Task details: Please find every line below that includes "display" and report how many there are. Nothing else is needed.
Stored data section start
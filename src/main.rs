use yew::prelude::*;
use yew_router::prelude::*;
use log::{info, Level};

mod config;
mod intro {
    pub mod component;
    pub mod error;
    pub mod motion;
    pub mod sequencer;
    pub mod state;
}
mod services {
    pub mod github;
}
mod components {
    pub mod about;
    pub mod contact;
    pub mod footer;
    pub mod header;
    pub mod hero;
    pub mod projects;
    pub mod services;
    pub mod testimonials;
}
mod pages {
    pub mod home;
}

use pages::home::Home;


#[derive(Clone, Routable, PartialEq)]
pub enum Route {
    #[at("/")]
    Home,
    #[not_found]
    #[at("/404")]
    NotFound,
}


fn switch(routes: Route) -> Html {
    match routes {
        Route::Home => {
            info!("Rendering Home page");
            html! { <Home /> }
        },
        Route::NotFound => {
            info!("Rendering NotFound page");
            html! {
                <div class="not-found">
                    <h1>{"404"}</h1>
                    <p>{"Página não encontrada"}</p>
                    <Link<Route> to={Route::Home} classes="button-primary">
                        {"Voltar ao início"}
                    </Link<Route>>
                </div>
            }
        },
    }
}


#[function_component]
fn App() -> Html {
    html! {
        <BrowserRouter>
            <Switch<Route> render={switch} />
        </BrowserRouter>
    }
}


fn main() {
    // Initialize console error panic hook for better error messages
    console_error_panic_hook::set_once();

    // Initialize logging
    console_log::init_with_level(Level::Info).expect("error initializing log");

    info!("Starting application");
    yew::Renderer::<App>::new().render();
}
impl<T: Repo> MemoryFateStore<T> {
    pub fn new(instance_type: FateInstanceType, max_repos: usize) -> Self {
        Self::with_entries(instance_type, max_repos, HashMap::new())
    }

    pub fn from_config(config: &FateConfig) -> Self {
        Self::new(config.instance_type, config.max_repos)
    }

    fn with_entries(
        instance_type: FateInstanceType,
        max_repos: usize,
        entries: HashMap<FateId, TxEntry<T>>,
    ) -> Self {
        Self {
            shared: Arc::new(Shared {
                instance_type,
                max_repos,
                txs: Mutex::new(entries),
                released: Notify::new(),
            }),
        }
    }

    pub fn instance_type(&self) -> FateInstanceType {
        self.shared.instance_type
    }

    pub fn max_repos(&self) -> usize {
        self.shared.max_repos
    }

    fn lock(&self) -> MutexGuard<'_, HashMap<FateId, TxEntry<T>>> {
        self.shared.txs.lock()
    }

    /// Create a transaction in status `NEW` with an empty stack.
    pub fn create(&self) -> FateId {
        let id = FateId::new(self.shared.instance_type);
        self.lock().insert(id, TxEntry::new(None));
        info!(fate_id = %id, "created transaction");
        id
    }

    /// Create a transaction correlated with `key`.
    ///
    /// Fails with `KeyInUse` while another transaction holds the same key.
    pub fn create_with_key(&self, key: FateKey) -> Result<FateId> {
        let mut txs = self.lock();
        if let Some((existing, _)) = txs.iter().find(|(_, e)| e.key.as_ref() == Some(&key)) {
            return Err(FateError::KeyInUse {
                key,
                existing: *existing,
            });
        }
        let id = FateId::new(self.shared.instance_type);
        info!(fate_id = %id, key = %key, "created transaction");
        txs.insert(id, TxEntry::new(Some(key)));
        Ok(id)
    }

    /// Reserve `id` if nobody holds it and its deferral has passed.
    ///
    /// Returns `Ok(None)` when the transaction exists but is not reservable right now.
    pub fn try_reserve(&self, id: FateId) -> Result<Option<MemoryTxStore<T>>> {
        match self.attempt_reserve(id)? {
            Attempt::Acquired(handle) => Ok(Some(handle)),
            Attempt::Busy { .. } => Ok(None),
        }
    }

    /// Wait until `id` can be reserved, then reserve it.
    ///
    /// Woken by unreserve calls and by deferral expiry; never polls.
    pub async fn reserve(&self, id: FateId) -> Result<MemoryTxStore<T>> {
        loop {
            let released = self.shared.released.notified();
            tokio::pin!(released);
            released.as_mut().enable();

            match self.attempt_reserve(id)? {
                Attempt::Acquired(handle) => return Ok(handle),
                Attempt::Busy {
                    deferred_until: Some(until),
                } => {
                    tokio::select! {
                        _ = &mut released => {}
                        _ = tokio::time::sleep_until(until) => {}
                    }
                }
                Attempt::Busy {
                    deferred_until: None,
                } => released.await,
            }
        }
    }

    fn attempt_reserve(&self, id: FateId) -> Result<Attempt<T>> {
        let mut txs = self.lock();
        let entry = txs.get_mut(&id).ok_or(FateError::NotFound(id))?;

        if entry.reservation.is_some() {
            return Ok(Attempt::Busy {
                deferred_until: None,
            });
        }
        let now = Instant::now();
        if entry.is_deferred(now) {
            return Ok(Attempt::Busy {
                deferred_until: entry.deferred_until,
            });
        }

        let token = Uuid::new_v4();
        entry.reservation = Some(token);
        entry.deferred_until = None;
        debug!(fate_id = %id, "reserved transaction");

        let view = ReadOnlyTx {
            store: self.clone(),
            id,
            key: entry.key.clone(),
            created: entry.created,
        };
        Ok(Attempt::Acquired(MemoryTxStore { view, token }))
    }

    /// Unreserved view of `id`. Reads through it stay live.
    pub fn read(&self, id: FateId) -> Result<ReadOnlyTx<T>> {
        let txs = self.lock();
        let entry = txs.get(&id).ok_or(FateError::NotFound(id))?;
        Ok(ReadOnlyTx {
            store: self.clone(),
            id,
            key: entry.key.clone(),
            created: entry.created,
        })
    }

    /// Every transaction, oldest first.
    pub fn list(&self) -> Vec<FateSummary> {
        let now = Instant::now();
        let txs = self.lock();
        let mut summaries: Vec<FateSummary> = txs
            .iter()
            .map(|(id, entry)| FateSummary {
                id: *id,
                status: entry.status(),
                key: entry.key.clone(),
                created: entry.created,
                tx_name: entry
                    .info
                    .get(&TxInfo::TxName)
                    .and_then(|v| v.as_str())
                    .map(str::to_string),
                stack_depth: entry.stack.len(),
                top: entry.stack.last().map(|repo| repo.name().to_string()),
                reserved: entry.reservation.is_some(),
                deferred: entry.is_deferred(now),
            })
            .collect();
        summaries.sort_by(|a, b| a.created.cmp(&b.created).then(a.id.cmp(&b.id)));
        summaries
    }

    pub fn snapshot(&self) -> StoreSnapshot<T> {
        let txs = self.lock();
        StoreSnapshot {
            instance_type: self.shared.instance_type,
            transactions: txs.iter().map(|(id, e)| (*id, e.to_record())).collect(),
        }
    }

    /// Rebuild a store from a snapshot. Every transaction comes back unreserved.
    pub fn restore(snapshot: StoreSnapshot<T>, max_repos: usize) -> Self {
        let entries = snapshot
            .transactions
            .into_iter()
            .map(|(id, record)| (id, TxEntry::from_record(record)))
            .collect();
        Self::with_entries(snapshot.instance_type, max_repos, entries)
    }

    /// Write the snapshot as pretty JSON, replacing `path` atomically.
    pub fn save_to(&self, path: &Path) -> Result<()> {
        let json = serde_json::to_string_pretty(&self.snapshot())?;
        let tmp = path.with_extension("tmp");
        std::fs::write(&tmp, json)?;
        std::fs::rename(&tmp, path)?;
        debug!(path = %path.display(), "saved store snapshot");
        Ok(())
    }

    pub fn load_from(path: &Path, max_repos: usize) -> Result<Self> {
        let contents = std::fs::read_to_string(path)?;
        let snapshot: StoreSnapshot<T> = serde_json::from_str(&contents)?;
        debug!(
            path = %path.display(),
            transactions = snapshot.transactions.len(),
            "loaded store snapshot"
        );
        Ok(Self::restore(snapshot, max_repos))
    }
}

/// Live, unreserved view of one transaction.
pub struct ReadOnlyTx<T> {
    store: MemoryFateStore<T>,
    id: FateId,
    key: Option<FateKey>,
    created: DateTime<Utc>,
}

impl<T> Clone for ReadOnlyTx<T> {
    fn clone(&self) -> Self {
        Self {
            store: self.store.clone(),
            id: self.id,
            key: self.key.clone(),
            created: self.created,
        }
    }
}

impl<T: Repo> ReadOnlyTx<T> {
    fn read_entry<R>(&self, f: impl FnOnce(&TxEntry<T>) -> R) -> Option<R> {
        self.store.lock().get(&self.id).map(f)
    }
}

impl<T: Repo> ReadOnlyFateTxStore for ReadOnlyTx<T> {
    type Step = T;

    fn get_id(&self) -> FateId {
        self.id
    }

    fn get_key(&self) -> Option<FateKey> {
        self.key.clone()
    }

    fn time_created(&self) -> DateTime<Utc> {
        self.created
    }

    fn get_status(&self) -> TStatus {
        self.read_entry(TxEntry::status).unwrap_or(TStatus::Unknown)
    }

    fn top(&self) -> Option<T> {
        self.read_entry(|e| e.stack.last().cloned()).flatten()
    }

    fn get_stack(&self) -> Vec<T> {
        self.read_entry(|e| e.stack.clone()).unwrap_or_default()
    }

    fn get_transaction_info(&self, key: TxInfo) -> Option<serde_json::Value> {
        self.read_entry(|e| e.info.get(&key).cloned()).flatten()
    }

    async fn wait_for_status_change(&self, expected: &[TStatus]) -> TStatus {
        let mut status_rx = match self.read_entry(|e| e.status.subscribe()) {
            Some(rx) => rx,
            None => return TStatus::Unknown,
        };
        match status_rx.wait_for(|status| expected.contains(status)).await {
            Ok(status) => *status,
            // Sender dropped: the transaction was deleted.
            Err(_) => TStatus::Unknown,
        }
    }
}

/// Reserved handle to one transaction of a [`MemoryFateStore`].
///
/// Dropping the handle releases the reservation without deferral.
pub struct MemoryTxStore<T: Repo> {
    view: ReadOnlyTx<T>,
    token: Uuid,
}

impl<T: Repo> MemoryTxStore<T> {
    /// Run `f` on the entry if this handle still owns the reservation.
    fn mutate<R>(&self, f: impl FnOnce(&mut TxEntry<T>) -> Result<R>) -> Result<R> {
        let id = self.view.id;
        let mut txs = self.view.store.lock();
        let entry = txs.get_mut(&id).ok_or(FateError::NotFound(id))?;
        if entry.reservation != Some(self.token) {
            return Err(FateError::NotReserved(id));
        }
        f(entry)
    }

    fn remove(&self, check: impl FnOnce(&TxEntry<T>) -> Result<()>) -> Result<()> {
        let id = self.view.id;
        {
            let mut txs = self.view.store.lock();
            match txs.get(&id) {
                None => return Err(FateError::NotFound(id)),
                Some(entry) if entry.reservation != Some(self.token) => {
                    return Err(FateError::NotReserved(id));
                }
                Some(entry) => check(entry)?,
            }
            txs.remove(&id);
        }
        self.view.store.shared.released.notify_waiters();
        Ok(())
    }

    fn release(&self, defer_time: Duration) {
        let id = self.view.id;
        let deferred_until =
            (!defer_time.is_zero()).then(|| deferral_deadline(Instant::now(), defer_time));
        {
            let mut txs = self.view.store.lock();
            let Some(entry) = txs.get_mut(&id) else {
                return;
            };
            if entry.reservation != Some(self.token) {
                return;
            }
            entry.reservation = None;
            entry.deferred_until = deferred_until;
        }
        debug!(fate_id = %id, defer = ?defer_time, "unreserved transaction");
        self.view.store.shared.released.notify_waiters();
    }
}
Stored data section end
Stored data section start
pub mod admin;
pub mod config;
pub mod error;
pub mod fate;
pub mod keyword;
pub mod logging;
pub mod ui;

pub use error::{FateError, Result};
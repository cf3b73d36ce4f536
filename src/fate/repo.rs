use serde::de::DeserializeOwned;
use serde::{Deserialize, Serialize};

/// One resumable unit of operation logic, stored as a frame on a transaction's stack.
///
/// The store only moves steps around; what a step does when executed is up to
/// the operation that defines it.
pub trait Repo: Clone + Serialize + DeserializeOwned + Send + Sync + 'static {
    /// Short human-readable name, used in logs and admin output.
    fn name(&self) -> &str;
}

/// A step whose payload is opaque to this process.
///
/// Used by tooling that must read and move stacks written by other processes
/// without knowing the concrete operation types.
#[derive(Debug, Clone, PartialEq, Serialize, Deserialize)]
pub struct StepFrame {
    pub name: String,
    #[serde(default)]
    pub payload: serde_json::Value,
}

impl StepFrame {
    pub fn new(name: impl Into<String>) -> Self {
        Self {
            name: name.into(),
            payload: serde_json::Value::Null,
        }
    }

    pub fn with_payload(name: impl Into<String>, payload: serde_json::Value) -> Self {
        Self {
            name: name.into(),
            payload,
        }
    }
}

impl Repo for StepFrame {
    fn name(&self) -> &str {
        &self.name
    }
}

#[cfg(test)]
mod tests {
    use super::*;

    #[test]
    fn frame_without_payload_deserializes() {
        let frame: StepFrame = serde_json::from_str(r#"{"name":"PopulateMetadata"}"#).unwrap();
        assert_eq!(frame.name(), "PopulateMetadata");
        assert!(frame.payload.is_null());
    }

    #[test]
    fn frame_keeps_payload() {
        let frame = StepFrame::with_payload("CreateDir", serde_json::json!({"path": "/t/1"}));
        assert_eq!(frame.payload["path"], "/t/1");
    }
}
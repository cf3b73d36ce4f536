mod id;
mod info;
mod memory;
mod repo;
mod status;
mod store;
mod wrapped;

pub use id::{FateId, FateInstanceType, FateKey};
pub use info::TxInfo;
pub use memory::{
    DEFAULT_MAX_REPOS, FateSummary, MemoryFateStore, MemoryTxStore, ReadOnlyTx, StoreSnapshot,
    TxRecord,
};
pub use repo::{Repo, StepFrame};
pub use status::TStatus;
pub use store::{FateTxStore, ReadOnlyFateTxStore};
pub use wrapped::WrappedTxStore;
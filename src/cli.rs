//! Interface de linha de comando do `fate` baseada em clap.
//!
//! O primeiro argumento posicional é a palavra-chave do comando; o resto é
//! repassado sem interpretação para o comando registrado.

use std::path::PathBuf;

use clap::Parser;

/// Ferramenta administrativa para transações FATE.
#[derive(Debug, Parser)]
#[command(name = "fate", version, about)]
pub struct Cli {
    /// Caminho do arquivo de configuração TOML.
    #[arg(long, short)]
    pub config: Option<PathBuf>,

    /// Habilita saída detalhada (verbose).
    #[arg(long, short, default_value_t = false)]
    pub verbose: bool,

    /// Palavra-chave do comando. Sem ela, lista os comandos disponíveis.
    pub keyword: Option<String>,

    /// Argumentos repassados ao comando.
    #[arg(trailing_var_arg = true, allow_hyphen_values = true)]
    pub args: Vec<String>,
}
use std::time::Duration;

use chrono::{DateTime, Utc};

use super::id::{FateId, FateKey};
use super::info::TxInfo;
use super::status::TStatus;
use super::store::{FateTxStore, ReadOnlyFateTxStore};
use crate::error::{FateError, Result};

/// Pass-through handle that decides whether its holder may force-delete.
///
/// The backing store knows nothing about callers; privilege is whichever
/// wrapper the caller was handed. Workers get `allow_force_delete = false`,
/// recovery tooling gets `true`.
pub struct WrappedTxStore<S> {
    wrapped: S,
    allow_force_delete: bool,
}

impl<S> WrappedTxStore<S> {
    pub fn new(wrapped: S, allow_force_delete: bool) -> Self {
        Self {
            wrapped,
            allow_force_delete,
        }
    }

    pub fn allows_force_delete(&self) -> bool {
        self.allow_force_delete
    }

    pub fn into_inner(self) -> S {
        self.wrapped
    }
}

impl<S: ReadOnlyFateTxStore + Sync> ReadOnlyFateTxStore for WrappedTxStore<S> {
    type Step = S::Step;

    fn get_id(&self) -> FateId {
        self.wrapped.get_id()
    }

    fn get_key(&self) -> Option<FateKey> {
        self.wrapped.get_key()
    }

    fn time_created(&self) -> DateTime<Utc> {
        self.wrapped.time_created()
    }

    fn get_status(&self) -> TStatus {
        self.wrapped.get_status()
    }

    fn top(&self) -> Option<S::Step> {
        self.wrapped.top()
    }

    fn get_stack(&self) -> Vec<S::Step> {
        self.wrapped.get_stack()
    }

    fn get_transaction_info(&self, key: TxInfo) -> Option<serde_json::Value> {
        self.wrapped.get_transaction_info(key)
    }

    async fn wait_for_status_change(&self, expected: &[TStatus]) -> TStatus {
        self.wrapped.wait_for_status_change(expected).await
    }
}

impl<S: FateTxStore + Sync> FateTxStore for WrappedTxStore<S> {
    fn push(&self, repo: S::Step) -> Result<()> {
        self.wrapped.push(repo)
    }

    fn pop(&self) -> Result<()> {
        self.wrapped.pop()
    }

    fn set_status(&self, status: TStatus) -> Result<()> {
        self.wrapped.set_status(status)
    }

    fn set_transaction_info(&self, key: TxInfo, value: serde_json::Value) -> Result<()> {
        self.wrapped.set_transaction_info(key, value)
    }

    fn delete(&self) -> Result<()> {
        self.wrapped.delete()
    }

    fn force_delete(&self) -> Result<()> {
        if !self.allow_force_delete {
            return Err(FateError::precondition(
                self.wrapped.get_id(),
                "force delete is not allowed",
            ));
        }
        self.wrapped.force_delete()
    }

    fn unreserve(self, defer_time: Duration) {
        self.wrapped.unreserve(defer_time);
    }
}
Stored data section end
Written solution: 2